§ Work request: The data that follows should be copied out exactly.

§ Exercise data:
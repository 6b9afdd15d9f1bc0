use std::net::SocketAddr;
use std::sync::Arc;

use tracing_subscriber::{layer::SubscriberExt, util::SubscriberInitExt};

use inventory_admin::bootstrap::ensure_default_admin;
use inventory_admin::config::ServerConfig;
use inventory_admin::router::build_app_router;
use inventory_admin::state::AppState;
use inventory_db::repositories::AdminSessionRepo;

#[tokio::main]
async fn main() {
    dotenvy::dotenv().ok();

    // --- Tracing ---
    tracing_subscriber::registry()
        .with(
            tracing_subscriber::EnvFilter::try_from_default_env()
                .unwrap_or_else(|_| "inventory_admin=debug,tower_http=debug".into()),
        )
        .with(tracing_subscriber::fmt::layer())
        .init();

    // --- Configuration ---
    let config = ServerConfig::from_env();
    tracing::info!(host = %config.host, port = %config.port, "Loaded server configuration");

    // --- Database ---
    let database_url = std::env::var("DATABASE_URL").expect("DATABASE_URL must be set");

    let pool = inventory_db::create_pool(&database_url)
        .await
        .expect("Failed to connect to database");
    tracing::info!("Database connection pool created");

    inventory_db::health_check(&pool)
        .await
        .expect("Database health check failed");
    tracing::info!("Database health check passed");

    inventory_db::run_migrations(&pool)
        .await
        .expect("Failed to run database migrations");
    tracing::info!("Database migrations applied");

    // --- Seed data ---
    if let Some(admin) = &config.default_admin {
        ensure_default_admin(&pool, admin)
            .await
            .expect("Failed to seed default admin");
    }

    match AdminSessionRepo::cleanup_expired(&pool).await {
        Ok(removed) => tracing::info!(removed, "Expired admin sessions removed"),
        Err(e) => tracing::warn!(error = %e, "Admin session cleanup failed"),
    }

    // --- App state ---
    let state = AppState {
        pool,
        config: Arc::new(config.clone()),
    };

    let app = build_app_router(state, &config);

    // --- Start server ---
    let addr = SocketAddr::new(
        config.host.parse().expect("Invalid HOST address"),
        config.port,
    );
    tracing::info!(%addr, "Starting admin service");

    let listener = tokio::net::TcpListener::bind(addr)
        .await
        .expect("Failed to bind to address");

    axum::serve(listener, app)
        .with_graceful_shutdown(shutdown_signal())
        .await
        .expect("Server error");

    tracing::info!("Graceful shutdown complete");
}

/// Wait for a termination signal to initiate graceful shutdown.
///
/// Handles both SIGINT (Ctrl-C) and SIGTERM (on Unix).
async fn shutdown_signal() {
    let ctrl_c = async {
        tokio::signal::ctrl_c()
            .await
            .expect("Failed to install Ctrl-C handler");
    };

    #[cfg(unix)]
    let terminate = async {
        tokio::signal::unix::signal(tokio::signal::unix::SignalKind::terminate())
            .expect("Failed to install SIGTERM handler")
            .recv()
            .await;
    };

    #[cfg(not(unix))]
    let terminate = std::future::pending::<()>();

    tokio::select! {
        () = ctrl_c => {
            tracing::info!("Received SIGINT (Ctrl-C), starting graceful shutdown");
        }
        () = terminate => {
            tracing::info!("Received SIGTERM, starting graceful shutdown");
        }
    }
}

§ Answer box:
repository 6b9afdd15d9f1bc0
use std::net::SocketAddr;
use std::sync::Arc;

use tracing_subscriber::{layer::SubscriberExt, util::SubscriberInitExt};

use inventory_admin::bootstrap::ensure_default_admin;
use inventory_admin::config::ServerConfig;
use inventory_admin::router::build_app_router;
use inventory_admin::state::AppState;
use inventory_db::repositories::AdminSessionRepo;

#[tokio::main]
async fn main() {
    dotenvy::dotenv().ok();

    // --- Tracing ---
    tracing_subscriber::registry()
        .with(
            tracing_subscriber::EnvFilter::try_from_default_env()
                .unwrap_or_else(|_| "inventory_admin=debug,tower_http=debug".into()),
        )
        .with(tracing_subscriber::fmt::layer())
        .init();

    // --- Configuration ---
    let config = ServerConfig::from_env();
    tracing::info!(host = %config.host, port = %config.port, "Loaded server configuration");

    // --- Database ---
    let database_url = std::env::var("DATABASE_URL").expect("DATABASE_URL must be set");

    let pool = inventory_db::create_pool(&database_url)
        .await
        .expect("Failed to connect to database");
    tracing::info!("Database connection pool created");

    inventory_db::health_check(&pool)
        .await
        .expect("Database health check failed");
    tracing::info!("Database health check passed");

    inventory_db::run_migrations(&pool)
        .await
        .expect("Failed to run database migrations");
    tracing::info!("Database migrations applied");

    // --- Seed data ---
    if let Some(admin) = &config.default_admin {
        ensure_default_admin(&pool, admin)
            .await
            .expect("Failed to seed default admin");
    }

    match AdminSessionRepo::cleanup_expired(&pool).await {
        Ok(removed) => tracing::info!(removed, "Expired admin sessions removed"),
        Err(e) => tracing::warn!(error = %e, "Admin session cleanup failed"),
    }

    // --- App state ---
    let state = AppState {
        pool,
        config: Arc::new(config.clone()),
    };

    let app = build_app_router(state, &config);

    // --- Start server ---
    let addr = SocketAddr::new(
        config.host.parse().expect("Invalid HOST address"),
        config.port,
    );
    tracing::info!(%addr, "Starting admin service");

    let listener = tokio::net::TcpListener::bind(addr)
        .await
        .expect("Failed to bind to address");

    axum::serve(listener, app)
        .with_graceful_shutdown(shutdown_signal())
        .await
        .expect("Server error");

    tracing::info!("Graceful shutdown complete");
}

/// Wait for a termination signal to initiate graceful shutdown.
///
/// Handles both SIGINT (Ctrl-C) and SIGTERM (on Unix).
async fn shutdown_signal() {
    let ctrl_c = async {
        tokio::signal::ctrl_c()
            .await
            .expect("Failed to install Ctrl-C handler");
    };

    #[cfg(unix)]
    let terminate = async {
        tokio::signal::unix::signal(tokio::signal::unix::SignalKind::terminate())
            .expect("Failed to install SIGTERM handler")
            .recv()
            .await;
    };

    #[cfg(not(unix))]
    let terminate = std::future::pending::<()>();

    tokio::select! {
        () = ctrl_c => {
            tracing::info!("Received SIGINT (Ctrl-C), starting graceful shutdown");
        }
        () = terminate => {
            tracing::info!("Received SIGTERM, starting graceful shutdown");
        }
    }
}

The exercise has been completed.